Last week was the start of my second semester as a university librarian. Having barely surfaced from all the work associated with ALA Midwinter (and with still quite a few things on the to-do list I brought home), I could’ve used another month of calm before the current storm. But that is not the academic librarian’s life, I find!
The nice thing is that over the break I got to see a number of projects from the fall pay off. We launched a new library front page (no small thing!!) with a design that my colleagues and I spent many long hours drafting and revising. I attended my liaison college’s start-of-semester meeting and was pleased to realize — by running into them there — that I am succeeding in building relationships with faculty members in my departments. I put up my first exhibit, a tie-in to Focus the Nation (in which my campus is participating), with the generous help and contributions of several colleagues.
At the same time, I’m finding that the shine is off a little. Don’t get me wrong, I still love my job, but I’m starting to see more reality and less honeymoon in my library. I’ve had a few minor interpersonal conflicts to smooth out, and I’ve seen obstacles appear in the path of some projects or directions I want to pursue. Where before I had this big smile plastered on my face all the time, now the smiles come and go. Perhaps the contrast is more distinct after coming back from two days of Emerging Leaders activities in Philadelphia. That experience made me feel ready to take over the world, but of course the world is not particularly receptive to being taken over.
I’m not unique here, and I don’t claim to be. It’s not as if my experience is unusual; many people go through this sort of honeymoon-to-reality phase in work, in marriage, and in other types of relationships. We start out and everything’s new, exciting, full of promise. We project our hopes and ideals for the relationship onto the other person or organization, and over time slowly start to realize that what we imagined is simply not the truth — and it doesn’t have to be. It can be even more exciting to shed those honeymoon imaginings and get to know the reality behind them.

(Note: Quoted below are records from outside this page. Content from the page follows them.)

/*
 * SPDX-License-Identifier: Apache-2.0
 * Copyright 2025 ByteDance and/or its affiliates.
 */

use std::sync::Arc;
use std::time::Instant;

use log::{debug, error};

use e2_openssl::{SslEngine, SslStatus};

use crate::event::{self, Event};
use crate::hook::HookPoint;
use crate::sock::RawRead;

use super::registry;
use super::replay::HandshakeReplay;
use super::{
    HookOp, NetPoller, PreAcceptState, TlsVc, VcCore, VcError, VcMode, VcRole,
};

/// What one handshake drive asks of the caller.
#[derive(Debug)]
pub(crate) enum HsStatus {
    Done,
    WantRead,
    WantWrite,
    WantAccept,
    WantConnect,
    /// A pre-accept hook is outstanding; no progress until `reenable`.
    WaitForHook,
    /// Parked on an external event (hook suspension, cert lookup);
    /// stay scheduled but expect no engine progress.
    Continue,
    Error(VcError),
}

pub(crate) fn start_handshake(vc: &Arc<TlsVc>, nh: &dyn NetPoller) -> HsStatus {
    match vc.role() {
        VcRole::Server => server_handshake(vc),
        VcRole::Client => client_handshake(vc, nh),
    }
}

/// Walk the pre-accept chain one hook at a time. Returns `None` once
/// the chain is exhausted, `Some(WaitForHook)` while a hook is in
/// flight.
fn pre_accept_walk(vc: &Arc<TlsVc>) -> Option<HsStatus> {
    let target = {
        let mut cb = vc.cb.lock().unwrap();
        match cb.pre_accept {
            PreAcceptState::Done => return None,
            PreAcceptState::Active => return Some(HsStatus::WaitForHook),
            PreAcceptState::Init => {
                cb.pre_accept = PreAcceptState::Invoke;
                cb.cur_hook = 0;
            }
            PreAcceptState::Invoke => cb.cur_hook += 1,
        }

        let hooks = vc.env().hooks();
        let chain = hooks.chain(HookPoint::PreAccept);
        match chain.get(cb.cur_hook) {
            Some(cont) => {
                cb.pre_accept = PreAcceptState::Active;
                cont.clone()
            }
            None => {
                cb.pre_accept = PreAcceptState::Done;
                return None;
            }
        }
    };

    // deliver under the hook continuation's own mutex; on contention an
    // indirection task takes over
    event::invoke_cont(vc.env().runtime(), &target, Event::PreAccept, vc);
    Some(HsStatus::WaitForHook)
}

fn server_handshake(vc: &Arc<TlsVc>) -> HsStatus {
    if let Some(st) = pre_accept_walk(vc) {
        return st;
    }

    // a verdict from the pre-accept hooks redirects completion before
    // any session exists; no byte has been consumed at this point
    match vc.hook_op() {
        HookOp::Tunnel => {
            debug!("pre-accept verdict: blind tunnel");
            vc.enter_blind_tunnel();
            return HsStatus::Done;
        }
        HookOp::Terminate => {
            debug!("pre-accept verdict: terminate");
            vc.set_handshake_done();
            return HsStatus::Done;
        }
        HookOp::Default => {}
    }

    {
        let mut core = vc.core.lock().unwrap();
        if core.engine.is_none() {
            let Some(store) = vc.env().cert_store() else {
                return HsStatus::Error(VcError::NoCertStore);
            };
            let Some(sock) = core.sock() else {
                return HsStatus::Error(VcError::Closed);
            };

            let local_ip = sock.local_ip();
            if let Some(ip) = local_ip {
                if let Some(entry) = store.find(ip) {
                    if entry.is_tunnel() && vc.options().transparent {
                        drop(core);
                        debug!("listening address {ip} is a tunnel destination");
                        vc.enter_blind_tunnel();
                        return HsStatus::Done;
                    }
                }
            }

            // start on the default context; the client-hello callback
            // rebinds the session once the proper context is known
            debug!("creating server session, local addr {local_ip:?}");
            let vc_index = match registry::ssl_vc_index() {
                Ok(index) => index,
                Err(e) => return HsStatus::Error(VcError::SessionCreate(e)),
            };
            let mut engine = match SslEngine::with_context(store.default_context(), sock) {
                Ok(engine) => engine,
                Err(e) => return HsStatus::Error(VcError::SessionCreate(e)),
            };
            engine.ssl_mut().set_ex_data(vc_index, vc.token());

            core.replay = Some(HandshakeReplay::new(vc.env().config().buffer_block_size));
            core.engine = Some(engine);
            if core.handshake_begin.is_none() {
                core.handshake_begin = Some(Instant::now());
            }
        }
    }

    drive_accept(vc)
}

fn drive_accept(vc: &Arc<TlsVc>) -> HsStatus {
    let stats = vc.env().stats().clone();
    let mut guard = vc.core.lock().unwrap();
    let Some(sock) = guard.sock() else {
        return HsStatus::Error(VcError::Closed);
    };
    let VcCore {
        engine,
        replay,
        mode,
        handshake_begin,
        ..
    } = &mut *guard;
    let (Some(engine), Some(replay)) = (engine.as_mut(), replay.as_mut()) else {
        return HsStatus::Error(VcError::Closed);
    };

    // feed raw bytes once the engine's input side runs dry
    if engine.input_pending() == 0 {
        stats.add_raw_read_call();
        match replay.fill_from(sock) {
            RawRead::Bytes(n) => debug!("buffered {n} raw handshake bytes"),
            RawRead::WouldBlock => {}
            RawRead::Eof => {
                if replay.unfed() == 0 {
                    return HsStatus::Error(VcError::HandshakeEof);
                }
            }
            RawRead::Err(e) => return HsStatus::Error(VcError::HandshakeIo(e)),
        }
        if let Some(slice) = replay.next_feed_slice() {
            engine.set_read_memory(slice);
        }
    }

    let result = engine.accept();

    // reconcile: bytes the engine pulled from the memory input are a
    // consumed prefix of the replay; the rest must stay replayable
    let consumed = engine.take_consumed();
    if consumed > 0 {
        replay.advance_feed(consumed);
    }

    match result {
        Ok(()) => {
            let elapsed = handshake_begin.take().map(|t| t.elapsed());
            let selected = engine.selected_alpn().map(|p| p.to_vec());

            vc.set_handshake_done();
            if let Some(d) = elapsed {
                debug!("ssl handshake time: {d:?}");
                stats.add_handshake_time(d);
            }

            finish_protocol_selection(vc, selected)
        }
        Err(status) => match status {
            SslStatus::WantRead => {
                stats.add_error_want_read();
                HsStatus::WantRead
            }
            SslStatus::WantWrite => {
                stats.add_error_want_write();
                HsStatus::WantWrite
            }
            SslStatus::WantConnect => HsStatus::WantConnect,
            SslStatus::WantAccept => HsStatus::Continue,
            SslStatus::WantX509Lookup => {
                stats.add_error_want_x509_lookup();
                HsStatus::Continue
            }
            SslStatus::WantSniResolve => {
                // the client-hello callback broke out of the accept;
                // either a tunnel was demanded or a hook is still
                // running
                if vc.hook_op() == HookOp::Tunnel || *mode == VcMode::BlindTunnel {
                    *mode = VcMode::BlindTunnel;
                    debug!("sni verdict: blind tunnel, buffered bytes pending replay");
                }
                HsStatus::Continue
            }
            SslStatus::ZeroReturn => {
                stats.add_error_zero_return();
                HsStatus::Error(VcError::Handshake(status))
            }
            SslStatus::Syscall(_) => {
                stats.add_error_syscall();
                HsStatus::Error(VcError::Handshake(status))
            }
            SslStatus::Ssl(_) => {
                stats.add_error_ssl();
                HsStatus::Error(VcError::Handshake(status))
            }
        },
    }
}

/// ALPN decides the next protocol; the registered set must resolve the
/// choice to an endpoint or the handshake is failed.
fn finish_protocol_selection(vc: &Arc<TlsVc>, selected: Option<Vec<u8>>) -> HsStatus {
    let mut cb = vc.cb.lock().unwrap();
    match selected {
        Some(proto) => match cb.alpn_set.take() {
            Some(set) => match set.find_endpoint(&proto) {
                Some(endpoint) => {
                    cb.alpn_endpoint = Some(endpoint);
                    debug!(
                        "client selected next protocol '{}'",
                        String::from_utf8_lossy(&proto)
                    );
                    HsStatus::Done
                }
                None => {
                    error!(
                        "no registered endpoint for '{}'",
                        String::from_utf8_lossy(&proto)
                    );
                    HsStatus::Error(VcError::AlpnUnresolved)
                }
            },
            None => {
                // negotiation cannot happen without a set; plugin bug
                error!("protocol negotiated without a registered alpn set");
                HsStatus::Error(VcError::AlpnSetMissing)
            }
        },
        None => {
            cb.alpn_set = None;
            debug!("client did not select a next protocol");
            HsStatus::Done
        }
    }
}

fn client_handshake(vc: &Arc<TlsVc>, nh: &dyn NetPoller) -> HsStatus {
    let stats = vc.env().stats().clone();
    let mut core = vc.core.lock().unwrap();

    if core.engine.is_none() {
        let Some(store) = vc.env().cert_store() else {
            return HsStatus::Error(VcError::NoCertStore);
        };
        let Some(sock) = core.sock() else {
            return HsStatus::Error(VcError::Closed);
        };

        let vc_index = match registry::ssl_vc_index() {
            Ok(index) => index,
            Err(e) => return HsStatus::Error(VcError::SessionCreate(e)),
        };
        let mut engine = match SslEngine::with_context(store.client_context(), sock) {
            Ok(engine) => engine,
            Err(e) => return HsStatus::Error(VcError::SessionCreate(e)),
        };
        engine.ssl_mut().set_ex_data(vc_index, vc.token());

        if let Some(name) = &vc.options().sni_servername {
            match engine.set_sni_hostname(name) {
                Ok(()) => debug!("using SNI name '{name}' for client handshake"),
                Err(e) => {
                    debug!("failed to set SNI name '{name}': {e}");
                    stats.add_sni_name_set_failure();
                }
            }
        }

        core.engine = Some(engine);
        if core.handshake_begin.is_none() {
            core.handshake_begin = Some(Instant::now());
        }
    }

    let Some(engine) = core.engine.as_mut() else {
        return HsStatus::Error(VcError::Closed);
    };

    match engine.connect() {
        Ok(()) => {
            let elapsed = core.handshake_begin.take().map(|t| t.elapsed());
            vc.set_handshake_done();
            if let Some(d) = elapsed {
                stats.add_handshake_time(d);
            }
            debug!("ssl client handshake completed");

            let resched_write = core.write.enabled && !vc.closed();
            drop(core);
            if resched_write {
                nh.write_reschedule(vc);
            }
            HsStatus::Done
        }
        Err(status) => match status {
            SslStatus::WantWrite => {
                stats.add_error_want_write();
                HsStatus::WantWrite
            }
            SslStatus::WantRead => {
                stats.add_error_want_read();
                HsStatus::WantRead
            }
            SslStatus::WantX509Lookup => {
                stats.add_error_want_x509_lookup();
                HsStatus::Continue
            }
            SslStatus::WantAccept => HsStatus::WantAccept,
            SslStatus::WantConnect | SslStatus::WantSniResolve => HsStatus::Continue,
            SslStatus::ZeroReturn => {
                stats.add_error_zero_return();
                HsStatus::Error(VcError::Handshake(status))
            }
            SslStatus::Syscall(_) => {
                stats.add_error_syscall();
                HsStatus::Error(VcError::Handshake(status))
            }
            SslStatus::Ssl(_) => {
                stats.add_error_ssl();
                HsStatus::Error(VcError::Handshake(status))
            }
        },
    }
}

I was just reading a 2004 article in the Chronicle on this topic, and the columnist had a very savvy perspective:
My hiring honeymoon died fast, thank goodness. I found out that just because I was the center of attention for a few months did not mean that the program or the university would perpetually revolve around me. I found that when I bellyached less, and instead offered practical and measured solutions for real problems, administrators looked more favorably on the requests I did make. And I found that respect came to me from doing my best at everything I could do and admitting what I couldn’t do.
Between the lines in Mr. Perlmutter’s article I’m hearing a few reminders: first, to be a team player and to give as much as you take; second, to be rational instead of emotional; and third, to be patient. None of these things are always easy, but together they contribute to far deeper and more lasting relationships.
So come back to me, lottery-ticket feeling. Because I’ve hit the point now where I need to figure out how I fit into this organization, and how it fits me. As I move forward, I vow to keep those three reminders in mind. A honeymoon is a wonderful thing, but ultimately I’m committed to a long, happy marriage.